• Work to be completed: Say how many lines in the listing contain the string "DocumentStore", giving the number alone.

• Extracted records:

------------------------------------

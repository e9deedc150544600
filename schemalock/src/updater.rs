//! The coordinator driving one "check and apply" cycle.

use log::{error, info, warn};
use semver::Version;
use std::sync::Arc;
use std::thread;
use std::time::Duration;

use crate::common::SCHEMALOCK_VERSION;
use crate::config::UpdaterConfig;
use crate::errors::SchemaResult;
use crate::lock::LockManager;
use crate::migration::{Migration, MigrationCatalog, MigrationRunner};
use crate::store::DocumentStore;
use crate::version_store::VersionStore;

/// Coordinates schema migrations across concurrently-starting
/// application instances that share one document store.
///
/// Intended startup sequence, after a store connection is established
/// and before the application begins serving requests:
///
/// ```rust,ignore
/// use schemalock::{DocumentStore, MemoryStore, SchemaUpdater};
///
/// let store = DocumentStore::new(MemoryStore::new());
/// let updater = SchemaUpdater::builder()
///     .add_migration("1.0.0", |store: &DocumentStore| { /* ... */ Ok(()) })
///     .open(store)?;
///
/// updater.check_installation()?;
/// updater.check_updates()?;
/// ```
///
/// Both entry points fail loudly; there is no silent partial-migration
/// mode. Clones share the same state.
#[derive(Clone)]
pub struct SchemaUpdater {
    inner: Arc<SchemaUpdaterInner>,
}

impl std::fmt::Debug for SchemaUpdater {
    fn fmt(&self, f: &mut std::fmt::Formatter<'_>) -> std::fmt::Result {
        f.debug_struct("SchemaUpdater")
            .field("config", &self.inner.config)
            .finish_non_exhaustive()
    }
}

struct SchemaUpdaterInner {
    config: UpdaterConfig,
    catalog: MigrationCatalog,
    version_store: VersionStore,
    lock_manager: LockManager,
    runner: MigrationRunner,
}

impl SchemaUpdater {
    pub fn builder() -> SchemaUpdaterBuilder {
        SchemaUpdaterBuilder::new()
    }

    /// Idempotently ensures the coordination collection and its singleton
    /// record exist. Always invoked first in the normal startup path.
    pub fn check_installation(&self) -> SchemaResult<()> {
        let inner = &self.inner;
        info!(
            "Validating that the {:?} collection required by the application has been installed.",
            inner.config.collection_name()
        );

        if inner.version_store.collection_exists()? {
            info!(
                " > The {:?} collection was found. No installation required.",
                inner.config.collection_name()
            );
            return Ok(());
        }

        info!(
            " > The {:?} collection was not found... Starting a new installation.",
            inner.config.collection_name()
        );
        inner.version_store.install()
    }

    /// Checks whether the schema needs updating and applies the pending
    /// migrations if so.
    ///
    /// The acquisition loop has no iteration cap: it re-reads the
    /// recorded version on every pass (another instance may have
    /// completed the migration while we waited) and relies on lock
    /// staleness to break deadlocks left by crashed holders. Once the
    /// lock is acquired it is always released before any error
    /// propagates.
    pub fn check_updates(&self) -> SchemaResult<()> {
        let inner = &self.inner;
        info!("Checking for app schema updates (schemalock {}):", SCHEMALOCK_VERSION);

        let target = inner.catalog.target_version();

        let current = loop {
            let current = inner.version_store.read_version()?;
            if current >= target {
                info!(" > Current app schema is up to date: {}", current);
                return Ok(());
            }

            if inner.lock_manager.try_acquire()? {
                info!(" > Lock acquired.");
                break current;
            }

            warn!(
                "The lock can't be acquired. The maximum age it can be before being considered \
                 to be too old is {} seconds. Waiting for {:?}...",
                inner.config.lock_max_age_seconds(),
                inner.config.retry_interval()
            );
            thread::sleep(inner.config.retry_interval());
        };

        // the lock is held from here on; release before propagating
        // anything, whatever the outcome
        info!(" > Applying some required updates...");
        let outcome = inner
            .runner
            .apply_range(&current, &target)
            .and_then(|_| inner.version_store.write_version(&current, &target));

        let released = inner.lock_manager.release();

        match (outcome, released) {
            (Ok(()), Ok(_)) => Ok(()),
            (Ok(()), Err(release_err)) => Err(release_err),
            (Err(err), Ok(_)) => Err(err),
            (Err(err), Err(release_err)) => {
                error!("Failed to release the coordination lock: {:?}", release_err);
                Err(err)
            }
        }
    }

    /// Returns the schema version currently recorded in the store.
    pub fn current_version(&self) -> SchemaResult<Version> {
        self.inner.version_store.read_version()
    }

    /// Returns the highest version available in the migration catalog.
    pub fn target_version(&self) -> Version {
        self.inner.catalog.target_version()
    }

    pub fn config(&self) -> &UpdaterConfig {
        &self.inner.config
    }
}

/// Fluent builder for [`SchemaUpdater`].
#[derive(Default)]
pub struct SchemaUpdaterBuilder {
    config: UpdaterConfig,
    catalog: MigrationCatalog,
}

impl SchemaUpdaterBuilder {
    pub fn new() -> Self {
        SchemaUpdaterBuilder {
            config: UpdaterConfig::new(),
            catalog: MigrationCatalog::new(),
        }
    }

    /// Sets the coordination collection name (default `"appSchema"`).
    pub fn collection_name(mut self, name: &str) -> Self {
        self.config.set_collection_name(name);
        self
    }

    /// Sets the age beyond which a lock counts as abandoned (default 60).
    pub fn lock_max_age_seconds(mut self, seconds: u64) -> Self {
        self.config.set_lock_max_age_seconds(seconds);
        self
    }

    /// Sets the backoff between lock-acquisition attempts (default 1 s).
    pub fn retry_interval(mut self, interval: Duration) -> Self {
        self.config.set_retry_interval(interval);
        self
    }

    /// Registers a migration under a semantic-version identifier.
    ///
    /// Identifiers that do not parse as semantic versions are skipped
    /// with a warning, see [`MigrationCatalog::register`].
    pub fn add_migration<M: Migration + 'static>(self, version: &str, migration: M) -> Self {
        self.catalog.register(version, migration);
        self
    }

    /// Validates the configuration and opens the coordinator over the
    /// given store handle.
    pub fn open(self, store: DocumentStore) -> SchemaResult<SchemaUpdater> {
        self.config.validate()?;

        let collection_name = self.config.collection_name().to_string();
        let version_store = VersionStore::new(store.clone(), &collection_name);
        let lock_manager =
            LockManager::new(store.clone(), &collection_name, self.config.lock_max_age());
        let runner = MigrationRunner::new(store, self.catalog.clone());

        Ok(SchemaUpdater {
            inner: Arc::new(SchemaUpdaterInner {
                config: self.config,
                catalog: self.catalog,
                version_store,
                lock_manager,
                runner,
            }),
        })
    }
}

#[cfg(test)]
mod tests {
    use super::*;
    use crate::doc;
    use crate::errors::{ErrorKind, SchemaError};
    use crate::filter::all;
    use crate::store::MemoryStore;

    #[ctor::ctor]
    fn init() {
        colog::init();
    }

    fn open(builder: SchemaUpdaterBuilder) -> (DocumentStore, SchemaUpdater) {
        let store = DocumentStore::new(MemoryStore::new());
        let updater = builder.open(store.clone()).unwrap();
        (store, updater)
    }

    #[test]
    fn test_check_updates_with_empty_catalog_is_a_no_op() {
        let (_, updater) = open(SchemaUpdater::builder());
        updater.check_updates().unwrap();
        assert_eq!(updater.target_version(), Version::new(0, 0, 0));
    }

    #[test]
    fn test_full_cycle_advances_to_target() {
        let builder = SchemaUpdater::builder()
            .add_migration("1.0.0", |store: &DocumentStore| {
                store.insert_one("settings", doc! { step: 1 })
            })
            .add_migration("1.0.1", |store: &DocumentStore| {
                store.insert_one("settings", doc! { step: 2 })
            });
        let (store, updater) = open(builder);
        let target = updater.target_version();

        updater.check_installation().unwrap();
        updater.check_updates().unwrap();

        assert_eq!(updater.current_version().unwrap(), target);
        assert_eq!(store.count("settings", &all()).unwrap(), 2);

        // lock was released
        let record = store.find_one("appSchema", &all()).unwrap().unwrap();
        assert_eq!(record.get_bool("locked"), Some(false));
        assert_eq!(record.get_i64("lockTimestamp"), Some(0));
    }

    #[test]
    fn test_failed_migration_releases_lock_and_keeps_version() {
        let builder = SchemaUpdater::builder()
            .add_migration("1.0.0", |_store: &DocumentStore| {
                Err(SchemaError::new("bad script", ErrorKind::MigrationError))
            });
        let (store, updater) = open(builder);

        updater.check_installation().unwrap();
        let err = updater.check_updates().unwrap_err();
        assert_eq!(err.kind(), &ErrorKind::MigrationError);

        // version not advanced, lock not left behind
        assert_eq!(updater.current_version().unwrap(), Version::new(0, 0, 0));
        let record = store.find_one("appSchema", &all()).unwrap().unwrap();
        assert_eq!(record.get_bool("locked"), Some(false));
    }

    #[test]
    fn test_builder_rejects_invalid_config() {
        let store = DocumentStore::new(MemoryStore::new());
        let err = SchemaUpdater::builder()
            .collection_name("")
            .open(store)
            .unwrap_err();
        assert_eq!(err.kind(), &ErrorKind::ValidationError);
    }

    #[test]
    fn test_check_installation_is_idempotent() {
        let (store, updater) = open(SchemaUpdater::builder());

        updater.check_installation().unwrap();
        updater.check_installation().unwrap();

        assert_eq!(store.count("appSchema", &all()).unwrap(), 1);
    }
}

------------------------------------

• Response area: 11